Разве не подлинный ужас, можно сказать, преступное легкомыслие, когда в медовые дни, всего две недели после венца, проездом домой, из Дрездена, сначала в Италию, в отеле «Савой», он, счастливый, нежный супруг, параллельно, в том же отеле, совершенно случайно, отпраздновал еще одну, такую же, необычайную по обстановке, восхитительную встречу, с такой же красавицей, юной женой графа Бастиари!.. В театре, в «Скала», рядом с его ложей сидела такая величественная, прекрасная итальянка, «нежнейший мрамор» в обществе какого-то старика, мужа или отца, и с этого момента, — долго потом вспоминал, вспомнил, быть может жалел Стратонов, — он ничего больше не видел, не слышал. И ужас его, и нечаянная радость его были еще сильней, когда, после театра, их столы в ресторане того же отеля оказались случайно рядом, и — быть греху — и это несомненно обреченность, их апартаменты и лоджия оказались смежными!
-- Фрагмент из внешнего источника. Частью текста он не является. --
//! Shared utilities for integration testing.

#![allow(dead_code)]

use std::net::SocketAddr;

use cors_proxy::{HttpServer, ProxyConfig, Shutdown};
use tokio::io::{AsyncReadExt, AsyncWriteExt};
use tokio::net::{TcpListener, TcpStream};

/// Origin the mock backend claims in its own CORS header.
pub const UPSTREAM_ORIGIN: &str = "http://upstream.test";

/// Start a mock backend. `f` receives the raw request (head and body) and
/// returns the status and body to answer with.
pub async fn start_programmable_backend<F>(f: F) -> SocketAddr
where
    F: Fn(String) -> (u16, String) + Send + Sync + 'static,
{
    let listener = TcpListener::bind("127.0.0.1:0").await.unwrap();
    let addr = listener.local_addr().unwrap();
    let f = std::sync::Arc::new(f);

    tokio::spawn(async move {
        loop {
            match listener.accept().await {
                Ok((mut socket, _)) => {
                    let f = f.clone();
                    tokio::spawn(async move {
                        let request = read_request(&mut socket).await;
                        let (status, body) = f(request);
                        let status_text = match status {
                            200 => "200 OK",
                            201 => "201 Created",
                            404 => "404 Not Found",
                            500 => "500 Internal Server Error",
                            503 => "503 Service Unavailable",
                            _ => "200 OK",
                        };

                        let response = format!(
                            "HTTP/1.1 {}\r\nContent-Length: {}\r\nAccess-Control-Allow-Origin: {}\r\nX-Upstream: mock\r\nConnection: close\r\n\r\n{}",
                            status_text,
                            body.len(),
                            UPSTREAM_ORIGIN,
                            body
                        );
                        let _ = socket.write_all(response.as_bytes()).await;
                        let _ = socket.shutdown().await;
                    });
                }
                Err(_) => break,
            }
        }
    });

    addr
}

/// Start a mock backend that always answers 200 with `body`.
pub async fn start_mock_backend(body: &'static str) -> SocketAddr {
    start_programmable_backend(move |_| (200, body.to_string())).await
}

/// Start a mock backend that answers with the request it received.
pub async fn start_echo_backend() -> SocketAddr {
    start_programmable_backend(|request| (200, request)).await
}

/// Start a backend that redirects `/old` to `/new` and answers `/new` with
/// `moved-here`.
pub async fn start_redirecting_backend() -> SocketAddr {
    let listener = TcpListener::bind("127.0.0.1:0").await.unwrap();
    let addr = listener.local_addr().unwrap();

    tokio::spawn(async move {
        while let Ok((mut socket, _)) = listener.accept().await {
            tokio::spawn(async move {
                let request = read_request(&mut socket).await;
                let response = if request.starts_with("GET /old ") {
                    "HTTP/1.1 302 Found\r\nLocation: /new\r\nContent-Length: 0\r\nConnection: close\r\n\r\n"
                } else {
                    "HTTP/1.1 200 OK\r\nContent-Length: 10\r\nConnection: close\r\n\r\nmoved-here"
                };
                let _ = socket.write_all(response.as_bytes()).await;
                let _ = socket.shutdown().await;
            });
        }
    });

    addr
}

/// An address nothing listens on.
pub fn unreachable_addr() -> SocketAddr {
    let listener = std::net::TcpListener::bind("127.0.0.1:0").unwrap();
    listener.local_addr().unwrap()
}

/// Read one request: the head, then `Content-Length` bytes of body, or a
/// chunked body up to its last chunk.
async fn read_request(socket: &mut TcpStream) -> String {
    let mut buf = Vec::new();
    let mut chunk = [0u8; 4096];

    loop {
        let n = socket.read(&mut chunk).await.unwrap_or(0);
        if n == 0 {
            break;
        }
        buf.extend_from_slice(&chunk[..n]);

        if let Some(end) = buf.windows(4).position(|w| w == b"\r\n\r\n") {
            let head = String::from_utf8_lossy(&buf[..end]).to_lowercase();
            let content_length = head
                .lines()
                .find_map(|line| line.strip_prefix("content-length:"))
                .and_then(|v| v.trim().parse::<usize>().ok())
                .unwrap_or(0);
            if head.contains("\r\ntransfer-encoding: chunked") {
                if buf.ends_with(b"0\r\n\r\n") {
                    break;
                }
            } else if buf.len() >= end + 4 + content_length {
                break;
            }
        }
    }

    String::from_utf8_lossy(&buf).into_owned()
}

/// Config pointing at `target`, everything else at its defaults.
pub fn config_for(target: SocketAddr) -> ProxyConfig {
    ProxyConfig {
        target: target.to_string(),
        listen: "127.0.0.1:0".into(),
        ..ProxyConfig::default()
    }
}

/// Run a proxy with `config` on an ephemeral port.
pub async fn spawn_proxy(config: ProxyConfig) -> (SocketAddr, Shutdown) {
    let server = HttpServer::new(config).expect("valid config");
    let listener = TcpListener::bind("127.0.0.1:0").await.unwrap();
    let addr = listener.local_addr().unwrap();

    let shutdown = Shutdown::new();
    let server_shutdown = shutdown.subscribe();
    tokio::spawn(async move {
        let _ = server.run(listener, server_shutdown).await;
    });

    (addr, shutdown)
}

/// Send `request` verbatim over a fresh connection and read until it closes.
///
/// For requests a URL-parsing client would rewrite or add headers to.
pub async fn raw_request(addr: SocketAddr, request: &str) -> String {
    let mut stream = TcpStream::connect(addr).await.unwrap();
    stream.write_all(request.as_bytes()).await.unwrap();
    let mut buf = Vec::new();
    stream.read_to_end(&mut buf).await.unwrap();
    String::from_utf8_lossy(&buf).into_owned()
}

/// Wait until something accepts connections on `addr`.
pub async fn wait_until_listening(addr: SocketAddr) {
    for _ in 0..100 {
        if TcpStream::connect(addr).await.is_ok() {
            return;
        }
        tokio::time::sleep(std::time::Duration::from_millis(20)).await;
    }
    panic!("nothing listening on {addr}");
}

pub fn client() -> reqwest::Client {
    reqwest::Client::builder()
        .pool_max_idle_per_host(0)
        .no_proxy()
        .build()
        .unwrap()
}
//! Shutdown coordination for the proxy.

use tokio::sync::broadcast;

/// Coordinator for graceful shutdown.
///
/// The server subscribes before it starts serving; whoever owns the
/// coordinator (the signal task, or a test) calls [`Shutdown::trigger`].
#[derive(Clone)]
pub struct Shutdown {
    tx: broadcast::Sender<()>,
}

impl Shutdown {
    pub fn new() -> Self {
        let (tx, _) = broadcast::channel(1);
        Self { tx }
    }

    pub fn subscribe(&self) -> broadcast::Receiver<()> {
        self.tx.subscribe()
    }

    /// Notify every subscriber. Subscribing afterwards sees nothing.
    pub fn trigger(&self) {
        let _ = self.tx.send(());
    }

    /// Trigger once the process receives a termination signal.
    pub fn trigger_on_signal(self) {
        tokio::spawn(async move {
            super::signals::wait_for_signal().await;
            self.trigger();
        });
    }
}

impl Default for Shutdown {
    fn default() -> Self {
        Self::new()
    }
}
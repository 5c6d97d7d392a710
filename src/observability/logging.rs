//! Structured logging.
//!
//! Events go to stderr. `RUST_LOG` takes precedence over the level derived
//! from the `debug` setting.

use tracing_subscriber::{layer::SubscriberExt, util::SubscriberInitExt, EnvFilter};

/// Filter used when `RUST_LOG` is not set.
pub fn default_filter(debug: bool) -> &'static str {
    if debug {
        "cors_proxy=debug,tower_http=debug"
    } else {
        "cors_proxy=info,tower_http=warn"
    }
}

/// Install the global subscriber. Later calls are ignored.
pub fn init_logging(debug: bool) {
    let filter = EnvFilter::try_from_default_env().unwrap_or_else(|_| default_filter(debug).into());

    let _ = tracing_subscriber::registry()
        .with(filter)
        .with(tracing_subscriber::fmt::layer().with_writer(std::io::stderr))
        .try_init();
}
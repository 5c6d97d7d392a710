//! Network layer subsystem.
//!
//! # Data Flow
//! ```text
//! listen address (host:port)
//!     → listener.rs (resolve + bind)
//!     → tls.rs (optional certificate loading)
//!     → Hand off to HTTP layer
//! ```

pub mod listener;
pub mod tls;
Значит, кому-нибудь это было нужно, кому-то понадобилось такое испытание, такое, если угодно, грехопадение, и Стратонов, и графиня Бастиари, случайно встретившиеся, никогда друг друга до того не видавшие, не знавшие друг друга, случайно скрестившись взглядами, в которых легко читалась и мольба, и признание, и покорность судьбе, — и поздно, до горячего восхода, зачем-то горели в будуаре Бастиари огни…{54}
Кстати, о запятых. Набокову удалась тонкая насмешка над «Числами», которые продолжали печатать бездарные тексты А. Бурова. Когда Илья Борисович передал одну копию своего законченного романа редактору для исправлений,
Евфратский ограничился тем, что в одной из первых строк вставил красным карандашом темпераментную запятую. Илья Борисович аккуратно перевел эту запятую на экземпляр, предназначенный «Ариону»…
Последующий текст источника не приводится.